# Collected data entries
--------------------

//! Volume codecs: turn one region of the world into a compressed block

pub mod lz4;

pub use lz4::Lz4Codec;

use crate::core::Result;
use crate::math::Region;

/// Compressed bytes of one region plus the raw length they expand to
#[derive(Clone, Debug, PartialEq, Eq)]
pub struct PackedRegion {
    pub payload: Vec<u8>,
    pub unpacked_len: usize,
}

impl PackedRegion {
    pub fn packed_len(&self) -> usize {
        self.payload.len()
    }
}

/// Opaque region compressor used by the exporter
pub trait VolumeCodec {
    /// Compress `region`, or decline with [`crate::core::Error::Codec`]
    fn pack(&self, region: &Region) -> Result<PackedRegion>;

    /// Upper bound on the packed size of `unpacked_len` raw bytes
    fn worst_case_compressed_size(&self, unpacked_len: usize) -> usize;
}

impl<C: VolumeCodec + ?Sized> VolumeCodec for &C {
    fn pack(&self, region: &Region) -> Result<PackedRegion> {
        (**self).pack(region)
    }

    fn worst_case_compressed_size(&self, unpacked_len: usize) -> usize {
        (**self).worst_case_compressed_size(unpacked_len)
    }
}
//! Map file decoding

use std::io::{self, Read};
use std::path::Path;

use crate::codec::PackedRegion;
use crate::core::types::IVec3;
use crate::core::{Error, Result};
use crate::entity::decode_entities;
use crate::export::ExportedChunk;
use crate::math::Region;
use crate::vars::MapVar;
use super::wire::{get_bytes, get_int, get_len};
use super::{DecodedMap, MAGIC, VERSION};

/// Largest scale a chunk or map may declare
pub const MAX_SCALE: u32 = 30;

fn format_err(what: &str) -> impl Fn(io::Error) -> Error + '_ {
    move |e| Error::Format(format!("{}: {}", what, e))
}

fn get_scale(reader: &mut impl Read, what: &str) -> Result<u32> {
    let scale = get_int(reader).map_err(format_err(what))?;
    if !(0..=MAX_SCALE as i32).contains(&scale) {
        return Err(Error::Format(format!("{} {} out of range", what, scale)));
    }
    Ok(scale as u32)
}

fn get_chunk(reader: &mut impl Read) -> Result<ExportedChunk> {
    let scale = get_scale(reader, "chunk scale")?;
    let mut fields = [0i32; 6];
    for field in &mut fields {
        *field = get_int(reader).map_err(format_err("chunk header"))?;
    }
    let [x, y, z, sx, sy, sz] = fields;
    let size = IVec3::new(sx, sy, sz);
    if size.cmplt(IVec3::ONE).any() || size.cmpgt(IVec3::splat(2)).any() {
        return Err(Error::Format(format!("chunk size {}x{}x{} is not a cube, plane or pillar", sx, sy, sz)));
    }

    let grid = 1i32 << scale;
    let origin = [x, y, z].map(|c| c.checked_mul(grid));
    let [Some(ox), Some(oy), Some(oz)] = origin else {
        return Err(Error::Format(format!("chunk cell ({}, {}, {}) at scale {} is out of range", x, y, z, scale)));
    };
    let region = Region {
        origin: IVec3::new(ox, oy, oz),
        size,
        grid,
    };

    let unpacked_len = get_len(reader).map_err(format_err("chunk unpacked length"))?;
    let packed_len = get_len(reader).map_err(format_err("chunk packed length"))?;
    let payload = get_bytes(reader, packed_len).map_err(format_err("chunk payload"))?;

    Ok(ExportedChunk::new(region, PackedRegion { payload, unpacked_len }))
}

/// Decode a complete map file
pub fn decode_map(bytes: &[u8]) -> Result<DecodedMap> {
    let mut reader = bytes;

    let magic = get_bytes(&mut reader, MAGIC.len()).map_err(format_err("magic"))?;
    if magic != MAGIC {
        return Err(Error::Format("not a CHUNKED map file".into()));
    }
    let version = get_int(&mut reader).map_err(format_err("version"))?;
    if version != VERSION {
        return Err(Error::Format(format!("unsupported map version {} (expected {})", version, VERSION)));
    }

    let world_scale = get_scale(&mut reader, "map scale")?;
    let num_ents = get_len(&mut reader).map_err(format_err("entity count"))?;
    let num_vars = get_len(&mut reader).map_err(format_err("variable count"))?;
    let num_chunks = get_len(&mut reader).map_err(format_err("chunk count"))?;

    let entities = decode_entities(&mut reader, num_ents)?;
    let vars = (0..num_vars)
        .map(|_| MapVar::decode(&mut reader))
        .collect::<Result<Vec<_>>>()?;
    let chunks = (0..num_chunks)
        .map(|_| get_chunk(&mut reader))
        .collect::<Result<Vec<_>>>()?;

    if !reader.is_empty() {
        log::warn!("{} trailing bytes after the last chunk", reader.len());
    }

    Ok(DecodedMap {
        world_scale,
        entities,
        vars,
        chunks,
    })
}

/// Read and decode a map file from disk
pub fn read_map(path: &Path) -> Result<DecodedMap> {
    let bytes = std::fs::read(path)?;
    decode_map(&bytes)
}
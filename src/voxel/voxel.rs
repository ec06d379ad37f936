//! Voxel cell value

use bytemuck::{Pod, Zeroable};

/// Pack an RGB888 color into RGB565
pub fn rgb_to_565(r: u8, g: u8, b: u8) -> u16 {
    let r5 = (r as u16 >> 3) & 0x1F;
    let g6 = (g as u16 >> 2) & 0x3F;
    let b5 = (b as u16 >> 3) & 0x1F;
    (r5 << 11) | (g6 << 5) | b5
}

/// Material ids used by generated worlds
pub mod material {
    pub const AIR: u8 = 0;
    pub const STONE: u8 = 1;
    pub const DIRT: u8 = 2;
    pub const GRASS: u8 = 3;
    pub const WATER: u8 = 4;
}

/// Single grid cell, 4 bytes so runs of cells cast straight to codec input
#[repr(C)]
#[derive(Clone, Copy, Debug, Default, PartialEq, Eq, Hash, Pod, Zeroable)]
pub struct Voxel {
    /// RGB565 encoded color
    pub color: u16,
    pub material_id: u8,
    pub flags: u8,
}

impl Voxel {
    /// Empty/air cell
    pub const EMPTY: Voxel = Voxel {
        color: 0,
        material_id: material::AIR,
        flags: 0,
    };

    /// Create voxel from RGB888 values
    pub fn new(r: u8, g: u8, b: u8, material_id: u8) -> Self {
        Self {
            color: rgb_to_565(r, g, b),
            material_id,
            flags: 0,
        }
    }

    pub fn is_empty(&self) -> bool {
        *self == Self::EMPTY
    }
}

--------------------

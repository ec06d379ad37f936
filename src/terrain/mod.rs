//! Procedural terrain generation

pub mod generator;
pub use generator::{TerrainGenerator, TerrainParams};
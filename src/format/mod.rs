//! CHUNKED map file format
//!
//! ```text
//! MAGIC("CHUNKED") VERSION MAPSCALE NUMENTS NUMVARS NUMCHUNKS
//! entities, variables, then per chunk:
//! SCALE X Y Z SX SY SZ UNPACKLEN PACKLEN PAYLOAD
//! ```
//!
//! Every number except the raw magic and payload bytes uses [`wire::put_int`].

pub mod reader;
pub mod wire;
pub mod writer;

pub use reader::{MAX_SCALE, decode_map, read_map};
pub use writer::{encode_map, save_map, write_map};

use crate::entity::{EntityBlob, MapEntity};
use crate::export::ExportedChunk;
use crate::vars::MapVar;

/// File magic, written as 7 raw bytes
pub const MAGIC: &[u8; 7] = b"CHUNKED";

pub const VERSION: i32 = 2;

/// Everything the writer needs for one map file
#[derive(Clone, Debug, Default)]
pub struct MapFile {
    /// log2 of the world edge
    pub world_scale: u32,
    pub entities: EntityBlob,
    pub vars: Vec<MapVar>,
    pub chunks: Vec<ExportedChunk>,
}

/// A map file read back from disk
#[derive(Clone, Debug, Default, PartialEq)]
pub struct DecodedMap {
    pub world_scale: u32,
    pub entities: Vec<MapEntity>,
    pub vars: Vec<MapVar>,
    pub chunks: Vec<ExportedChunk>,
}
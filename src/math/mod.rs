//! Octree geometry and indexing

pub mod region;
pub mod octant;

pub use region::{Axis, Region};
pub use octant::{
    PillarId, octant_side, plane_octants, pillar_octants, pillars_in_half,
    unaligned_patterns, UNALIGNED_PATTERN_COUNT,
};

--------------------

# ASSIGNMENT
What you give back must be the stretch above, starting at the line with "(**self).pack(region)" and ending at the line with "fn get_chunk(reader: &mut", copied exactly.

# REPLY
        (**self).pack(region)
    }

    fn worst_case_compressed_size(&self, unpacked_len: usize) -> usize {
        (**self).worst_case_compressed_size(unpacked_len)
    }
}
//! Map file decoding

use std::io::{self, Read};
use std::path::Path;

use crate::codec::PackedRegion;
use crate::core::types::IVec3;
use crate::core::{Error, Result};
use crate::entity::decode_entities;
use crate::export::ExportedChunk;
use crate::math::Region;
use crate::vars::MapVar;
use super::wire::{get_bytes, get_int, get_len};
use super::{DecodedMap, MAGIC, VERSION};

/// Largest scale a chunk or map may declare
pub const MAX_SCALE: u32 = 30;

fn format_err(what: &str) -> impl Fn(io::Error) -> Error + '_ {
    move |e| Error::Format(format!("{}: {}", what, e))
}

fn get_scale(reader: &mut impl Read, what: &str) -> Result<u32> {
    let scale = get_int(reader).map_err(format_err(what))?;
    if !(0..=MAX_SCALE as i32).contains(&scale) {
        return Err(Error::Format(format!("{} {} out of range", what, scale)));
    }
    Ok(scale as u32)
}

fn get_chunk(reader: &mut impl Read) -> Result<ExportedChunk> {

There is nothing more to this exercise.